The West's political leaders and economists were burdened by no surplus of wisdom in their efforts to deal with the Depression, we learn in this examination of the principle economic calamity of the century.
Like the French commentator who dismissed Wall Street's crash as the mere "lancing" of a speculative "abcess," Western leaders and economic crystal-gazers first refused to acknowledge the crisis. Then each nation tended to blame its neighbors; none would really cooperate to end it. Politicians and leading economists also wouldn't admit--until recovery was under way--that their inheritance of hoary laissez-faire notions offered no solution. Curiously, even as governments undertook huge public-spending programs, their leaders scoffed at the "pump-priming" theories of John Maynard Keynes.
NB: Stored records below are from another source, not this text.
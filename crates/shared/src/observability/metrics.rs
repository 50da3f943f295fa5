//! Prometheus 指标模块
//!
//! 基于 metrics crate 和 metrics-exporter-prometheus 实现指标收集与导出。
//! 指标通过独立的 HTTP 端口暴露，供 Prometheus 抓取。

use anyhow::Result;
use axum::{Router, routing::get};
use metrics_exporter_prometheus::{PrometheusBuilder, PrometheusHandle};
use std::net::SocketAddr;
use tokio::net::TcpListener;
use tracing::{error, info};

use super::ObservabilityConfig;

/// Metrics 资源守卫
pub struct MetricsHandle {
    _server_handle: tokio::task::JoinHandle<()>,
}

/// 初始化 Prometheus 指标导出，在 `metrics_port` 上暴露 `/metrics`
pub async fn init(config: &ObservabilityConfig) -> Result<MetricsHandle> {
    let handle = PrometheusBuilder::new().install_recorder()?;

    describe_metrics(&config.service_name);

    let addr = SocketAddr::from(([0, 0, 0, 0], config.metrics_port));
    let server_handle = start_metrics_server(addr, handle).await?;

    Ok(MetricsHandle {
        _server_handle: server_handle,
    })
}

fn describe_metrics(service_name: &str) {
    metrics::describe_counter!("http_requests_total", "Total number of HTTP requests");
    metrics::describe_histogram!(
        "http_request_duration_seconds",
        "HTTP request duration in seconds"
    );

    metrics::describe_counter!(
        "webhooks_received_total",
        "Webhook deliveries by platform and outcome"
    );
    metrics::describe_histogram!(
        "webhook_processing_duration_seconds",
        "Webhook handling duration in seconds"
    );

    metrics::describe_counter!("sale_writes_total", "Ticket sale writes by result");
    metrics::describe_counter!(
        "sale_write_conflicts_total",
        "Optimistic concurrency conflicts on ticket sale writes"
    );

    metrics::describe_counter!("sync_pages_total", "Order pages fetched by the poller");
    metrics::describe_counter!("sync_orders_total", "Orders processed by the poller");
    metrics::describe_counter!(
        "sync_discrepancies_total",
        "Events whose stored totals differ from the platform"
    );

    metrics::counter!("service_starts_total", "service" => service_name.to_string()).increment(1);
}

async fn start_metrics_server(
    addr: SocketAddr,
    handle: PrometheusHandle,
) -> Result<tokio::task::JoinHandle<()>> {
    let app = Router::new()
        .route("/metrics", get(move || std::future::ready(handle.render())))
        .route("/health", get(|| async { "OK" }));

    let listener = TcpListener::bind(addr).await?;
    info!("Metrics server listening on {}", addr);

    let server_handle = tokio::spawn(async move {
        if let Err(e) = axum::serve(listener, app).await {
            error!("Metrics server error: {}", e);
        }
    });

    Ok(server_handle)
}

// ============================================================================
// 指标记录函数
// ============================================================================

#[inline]
pub fn record_http_request(method: &str, path: &str, status: u16, duration_secs: f64) {
    let status_str = status.to_string();
    metrics::counter!(
        "http_requests_total",
        "method" => method.to_string(),
        "path" => path.to_string(),
        "status" => status_str.clone()
    )
    .increment(1);

    metrics::histogram!(
        "http_request_duration_seconds",
        "method" => method.to_string(),
        "path" => path.to_string(),
        "status" => status_str
    )
    .record(duration_secs);
}

/// 记录一次 webhook 处理结果
#[inline]
pub fn record_webhook(platform: &str, outcome: &str, duration_secs: f64) {
    metrics::counter!(
        "webhooks_received_total",
        "platform" => platform.to_string(),
        "outcome" => outcome.to_string()
    )
    .increment(1);

    metrics::histogram!(
        "webhook_processing_duration_seconds",
        "platform" => platform.to_string()
    )
    .record(duration_secs);
}

/// 记录销售记录写入（created / updated / unchanged）
#[inline]
pub fn record_sale_write(platform: &str, result: &str) {
    metrics::counter!(
        "sale_writes_total",
        "platform" => platform.to_string(),
        "result" => result.to_string()
    )
    .increment(1);
}

#[inline]
pub fn record_write_conflict(platform: &str) {
    metrics::counter!(
        "sale_write_conflicts_total",
        "platform" => platform.to_string()
    )
    .increment(1);
}

#[inline]
pub fn record_sync_page(platform: &str, orders: usize) {
    metrics::counter!("sync_pages_total", "platform" => platform.to_string()).increment(1);
    metrics::counter!("sync_orders_total", "platform" => platform.to_string())
        .increment(orders as u64);
}

#[inline]
pub fn record_sync_discrepancy(platform: &str) {
    metrics::counter!(
        "sync_discrepancies_total",
        "platform" => platform.to_string()
    )
    .increment(1);
}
The emphasis here is on ideas, and John Garraty, who is chairman of the Columbia University history department, provides a thorough, understandable survey. But his account fails to convey the desperate importance of the theorizing by offering too few details of the Depression's crushing effects on the population. We glimpse only too faintly the nearly abandoned Midwest farm towns, snaking bread lines, plush Pullman cars without a single passenger.
Nor does Garraty fully satisfy us in explaining the causes of the Depression. We discover the views of powerful and learned contemporaries--President Hoover, Treasury Secretary Andrew Mellon, sundry economists, Laborites and Marxists. But what does Prof. Garraty believe? What are we to believe? We leave the table hungry.